Figure 2.

Transcriptional regulation of autophagy by p53. Under basal conditions p53 is degraded by mouse double minute 2 homolog (Mdm2)-mediated proteasomal degradation. In response to stress, p53 undergoes post-translational modifications leading to its stabilization and activation. Upon activation, p53 can induce transcription of autophagy-related genes (only a selection is represented here). Group 1: BH3-only proteins and death-associated protein kinase 1 (DAPK1), all stimulate autophagy by favoring Beclin 1 displacement from B-cell lymphoma 2 (Bcl-2) and B-cell lymphoma extra large (Bcl-X_L). Beclin 1 can contribute to p53 stabilization by stabilizing the deubiquitinating enzymes ubiquitin-specific peptidase 10/13 (USP10/13). Group 2: AMP-activated protein kinase (AMPK) subunits β1 and β2, AMPK activators Sestrin 1/2, negative regulators of mammalian target of rapamycin (mTOR), tuberous sclerosis 2 (TSC2), and DNA damage-inducible transcript 4 (Ddit4), all promote autophagy induction.
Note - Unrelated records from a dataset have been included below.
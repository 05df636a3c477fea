//! Run the whole pipeline on four stations at the corners of a unit square
//! and print every artifact as JSON.
//!
//! Usage:
//!   cargo run -p stationgraph --example unit_square
//!   cargo run -p stationgraph --example unit_square -- euclidean

use stationgraph::prelude::*;

fn main() {
    let weighting = match std::env::args().nth(1).as_deref() {
        Some("euclidean") => EdgeWeighting::Euclidean,
        _ => EdgeWeighting::Uniform,
    };
    let snapshot = StationSnapshot::new(vec![
        Station::new(1u64, 0.0, 0.0, 10),
        Station::new(2u64, 1.0, 0.0, 20),
        Station::new(3u64, 1.0, 1.0, 30),
        Station::new(4u64, 0.0, 1.0, 5),
    ]);
    let cfg = AnalysisCfg {
        mst: MstCfg { weighting },
        ..AnalysisCfg::default()
    };
    let analysis = match analyze(&snapshot, None, &cfg) {
        Ok(a) => a,
        Err(err) => {
            eprintln!("analysis failed: {err}");
            return;
        }
    };
    let show = |label: &str, value: serde_json::Result<String>| match value {
        Ok(s) => println!("{label}: {s}"),
        Err(err) => eprintln!("{label}: {err}"),
    };
    show("adjacency", serde_json::to_string(&analysis.graph));
    show("index", serde_json::to_string(&analysis.index));
    show("summary", serde_json::to_string(&analysis.index.summary()));
    show("forest", serde_json::to_string(&analysis.forest));
    if let Some(Ok(vor)) = &analysis.voronoi {
        show("voronoi", serde_json::to_string(&vor.cells));
    }
}
//! Voronoi service-area partition (dual of the Delaunay triangulation).
//!
//! Purpose
//! - Give each station the region of points closer to it than to any other
//!   station, as plain vertex data for an external renderer.
//!
//! Conventions
//! - Cell vertices are circumcenters of the Delaunay triangles around a
//!   station, in CCW order; coincident circumcenters (cocircular stations)
//!   are merged.
//! - Hull stations have unbounded cells. They are flagged and carry their two
//!   ray directions instead of being clipped or dropped.
//! - Same triangulation as `triangulation::build_delaunay_graph`, hence the
//!   same failure modes and the same coincident-station handling.

mod build;
mod types;

pub use build::voronoi_partition;
pub use types::{VoronoiCell, VoronoiPartition};

#[cfg(test)]
mod tests;
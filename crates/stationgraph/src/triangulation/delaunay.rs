//! Shared Delaunay triangulation over a `PointSet` (spade).
//!
//! Both the adjacency builder and the Voronoi mapper start here, so they agree
//! on which station owns which vertex when coordinates coincide.

use std::collections::hash_map::Entry;
use std::collections::HashMap;

use serde::Serialize;
use spade::{DelaunayTriangulation, HasPosition, Point2, Triangulation};
use tracing::{debug, warn};

use crate::error::{GraphError, GraphResult, MIN_POINTS};
use crate::station::{PointSet, StationId};

/// Triangulation vertex: a position plus the slot of its station in the point set.
#[derive(Clone, Copy, Debug)]
pub(crate) struct Site {
    pub position: Point2<f64>,
    pub slot: usize,
}

impl HasPosition for Site {
    type Scalar = f64;

    fn position(&self) -> Point2<f64> {
        self.position
    }
}

/// A station whose coordinates coincide with an earlier station's.
///
/// The earlier station owns the triangulation vertex; this one gets no graph
/// node and no Voronoi cell.
#[derive(Clone, Debug, PartialEq, Eq, Serialize)]
pub struct Coincident {
    pub station: StationId,
    pub merged_into: StationId,
}

pub(crate) struct Triangulated {
    pub tri: DelaunayTriangulation<Site>,
    pub coincident: Vec<Coincident>,
}

/// Position key for exact-duplicate detection; `-0.0` and `0.0` collide.
fn position_key(x: f64, y: f64) -> (u64, u64) {
    ((x + 0.0).to_bits(), (y + 0.0).to_bits())
}

/// Deduplicate positions (first station wins), then bulk-load the rest.
///
/// Errors:
/// - `InsufficientData` for fewer than 3 points.
/// - `DegenerateGeometry` when fewer than 3 distinct positions remain, when all
///   points are collinear (no triangle), or when spade rejects a coordinate.
pub(crate) fn triangulate(points: &PointSet) -> GraphResult<Triangulated> {
    points.require_triangulable()?;
    let stations = points.stations();
    let mut owners: HashMap<(u64, u64), usize> = HashMap::with_capacity(points.len());
    let mut sites = Vec::with_capacity(points.len());
    let mut coincident = Vec::new();
    for (slot, p) in points.positions().iter().enumerate() {
        match owners.entry(position_key(p.x, p.y)) {
            Entry::Occupied(owner) => coincident.push(Coincident {
                station: stations[slot].id.clone(),
                merged_into: stations[*owner.get()].id.clone(),
            }),
            Entry::Vacant(free) => {
                free.insert(slot);
                sites.push(Site {
                    position: Point2::new(p.x, p.y),
                    slot,
                });
            }
        }
    }
    if !coincident.is_empty() {
        warn!(
            coincident = coincident.len(),
            "stations share coordinates with an earlier station"
        );
    }
    let distinct = sites.len();
    if distinct < MIN_POINTS {
        return Err(GraphError::degenerate(
            points.len(),
            distinct,
            "fewer than 3 distinct positions",
        ));
    }
    let tri = DelaunayTriangulation::<Site>::bulk_load_stable(sites).map_err(|err| {
        GraphError::degenerate(
            points.len(),
            distinct,
            format!("triangulation rejected the input: {err:?}"),
        )
    })?;
    if tri.num_inner_faces() == 0 {
        return Err(GraphError::degenerate(
            points.len(),
            distinct,
            "all positions are collinear; no triangle exists",
        ));
    }
    debug!(
        points = points.len(),
        vertices = tri.num_vertices(),
        triangles = tri.num_inner_faces(),
        "delaunay triangulation built"
    );
    Ok(Triangulated { tri, coincident })
}
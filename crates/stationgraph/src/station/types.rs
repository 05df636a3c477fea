//! Station identifiers and station records.

use std::fmt;

use serde::de::{self, Visitor};
use serde::{Deserialize, Deserializer, Serialize, Serializer};
use tracing::warn;

/// Display name used when a snapshot record carries none.
pub const UNKNOWN_NAME: &str = "Unknown";

/// Stable station identifier (integer or free-form string).
///
/// Invariants:
/// - Canonical integers (`"42"`, `42`) always use `Num`, so JSON object keys
///   (strings) reload to the same id they were written from.
/// - Strings with leading zeros (`"007"`) stay `Text`; they are distinct ids.
/// - Ordering: all `Num` ids (numeric order) before all `Text` ids (lexicographic).
#[derive(Clone, Debug, PartialEq, Eq, Hash, PartialOrd, Ord)]
pub enum StationId {
    Num(u64),
    Text(String),
}

impl StationId {
    /// Parse a textual id, normalizing canonical integers to `Num`.
    pub fn parse(raw: &str) -> Self {
        let canonical = !raw.is_empty()
            && raw.bytes().all(|b| b.is_ascii_digit())
            && (raw == "0" || !raw.starts_with('0'));
        if canonical {
            if let Ok(n) = raw.parse::<u64>() {
                return StationId::Num(n);
            }
        }
        StationId::Text(raw.to_string())
    }
}

impl From<u64> for StationId {
    fn from(n: u64) -> Self {
        StationId::Num(n)
    }
}

impl From<&str> for StationId {
    fn from(raw: &str) -> Self {
        StationId::parse(raw)
    }
}

impl fmt::Display for StationId {
    fn fmt(&self, f: &mut fmt::Formatter<'_>) -> fmt::Result {
        match self {
            StationId::Num(n) => write!(f, "{n}"),
            StationId::Text(s) => f.write_str(s),
        }
    }
}

impl Serialize for StationId {
    fn serialize<S: Serializer>(&self, serializer: S) -> Result<S::Ok, S::Error> {
        match self {
            StationId::Num(n) => serializer.serialize_u64(*n),
            StationId::Text(s) => serializer.serialize_str(s),
        }
    }
}

struct StationIdVisitor;

impl<'de> Visitor<'de> for StationIdVisitor {
    type Value = StationId;

    fn expecting(&self, f: &mut fmt::Formatter) -> fmt::Result {
        f.write_str("a station id (non-negative integer or string)")
    }

    fn visit_u64<E: de::Error>(self, v: u64) -> Result<StationId, E> {
        Ok(StationId::Num(v))
    }

    fn visit_i64<E: de::Error>(self, v: i64) -> Result<StationId, E> {
        match u64::try_from(v) {
            Ok(n) => Ok(StationId::Num(n)),
            Err(_) => Ok(StationId::Text(v.to_string())),
        }
    }

    fn visit_str<E: de::Error>(self, v: &str) -> Result<StationId, E> {
        Ok(StationId::parse(v))
    }
}

impl<'de> Deserialize<'de> for StationId {
    fn deserialize<D: Deserializer<'de>>(deserializer: D) -> Result<Self, D::Error> {
        deserializer.deserialize_any(StationIdVisitor)
    }
}

/// Capacity from a numeric snapshot value: whole, non-negative, within `u32`.
/// Anything else counts as unknown.
pub fn capacity_from_f64(raw: f64) -> Option<u32> {
    let valid = raw.is_finite()
        && raw.fract() == 0.0
        && (0.0..=f64::from(u32::MAX)).contains(&raw);
    valid.then_some(raw as u32)
}

/// Snapshot capacities arrive as integers, floats, strings or null. An
/// unusable value degrades that station's capacity to unknown instead of
/// failing the whole snapshot.
struct CapacityVisitor;

impl CapacityVisitor {
    fn unusable<T: fmt::Debug>(raw: T) -> Option<u32> {
        warn!(capacity = ?raw, "unusable capacity treated as unknown");
        None
    }
}

impl<'de> Visitor<'de> for CapacityVisitor {
    type Value = Option<u32>;

    fn expecting(&self, f: &mut fmt::Formatter) -> fmt::Result {
        f.write_str("a station capacity")
    }

    fn visit_u64<E: de::Error>(self, v: u64) -> Result<Option<u32>, E> {
        Ok(u32::try_from(v).ok().or_else(|| Self::unusable(v)))
    }

    fn visit_i64<E: de::Error>(self, v: i64) -> Result<Option<u32>, E> {
        Ok(u32::try_from(v).ok().or_else(|| Self::unusable(v)))
    }

    fn visit_f64<E: de::Error>(self, v: f64) -> Result<Option<u32>, E> {
        Ok(capacity_from_f64(v).or_else(|| Self::unusable(v)))
    }

    fn visit_str<E: de::Error>(self, v: &str) -> Result<Option<u32>, E> {
        Ok(v.trim().parse::<u32>().ok().or_else(|| Self::unusable(v)))
    }

    fn visit_bool<E: de::Error>(self, v: bool) -> Result<Option<u32>, E> {
        Ok(Self::unusable(v))
    }

    fn visit_unit<E: de::Error>(self) -> Result<Option<u32>, E> {
        Ok(None)
    }

    fn visit_none<E: de::Error>(self) -> Result<Option<u32>, E> {
        Ok(None)
    }
}

fn lenient_capacity<'de, D: Deserializer<'de>>(deserializer: D) -> Result<Option<u32>, D::Error> {
    deserializer.deserialize_any(CapacityVisitor)
}

fn unknown_name() -> String {
    UNKNOWN_NAME.to_string()
}

/// One station record as loaded from a snapshot.
///
/// Coordinates and capacity are optional on purpose: the snapshot may omit
/// them. `capacity()` applies the default of 0; `capacity_known()` tells the
/// median computation whether the value was actually present.
#[derive(Clone, Debug, PartialEq, Serialize, Deserialize)]
pub struct Station {
    #[serde(rename = "station_id")]
    pub id: StationId,
    #[serde(default = "unknown_name")]
    pub name: String,
    #[serde(default)]
    pub lat: Option<f64>,
    #[serde(default)]
    pub lon: Option<f64>,
    #[serde(default, deserialize_with = "lenient_capacity")]
    pub capacity: Option<u32>,
}

impl Station {
    /// Station with coordinates and a known capacity.
    pub fn new(id: impl Into<StationId>, lat: f64, lon: f64, capacity: u32) -> Self {
        Self {
            id: id.into(),
            name: unknown_name(),
            lat: Some(lat),
            lon: Some(lon),
            capacity: Some(capacity),
        }
    }

    #[inline]
    pub fn capacity(&self) -> u32 {
        self.capacity.unwrap_or(0)
    }

    #[inline]
    pub fn capacity_known(&self) -> bool {
        self.capacity.is_some()
    }
}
AMPK can in turn phosphorylate and activate p53. Group 3: unc-51-like autophagy-activating kinase 1 (ULK1), unc-51-like autophagy-activating kinase 2 (ULK2), and damage-regulated autophagy modulator. Target 4: F-box/LRR-repeat protein 20 (FBXL20) negatively regulates autophagy by promoting vacuolar protein sorting 34 (Vps34) degradation. Target 5: Key autophagy protein autophagy-related gene 7 (Atg7) cooperates with p53 for p21 induction.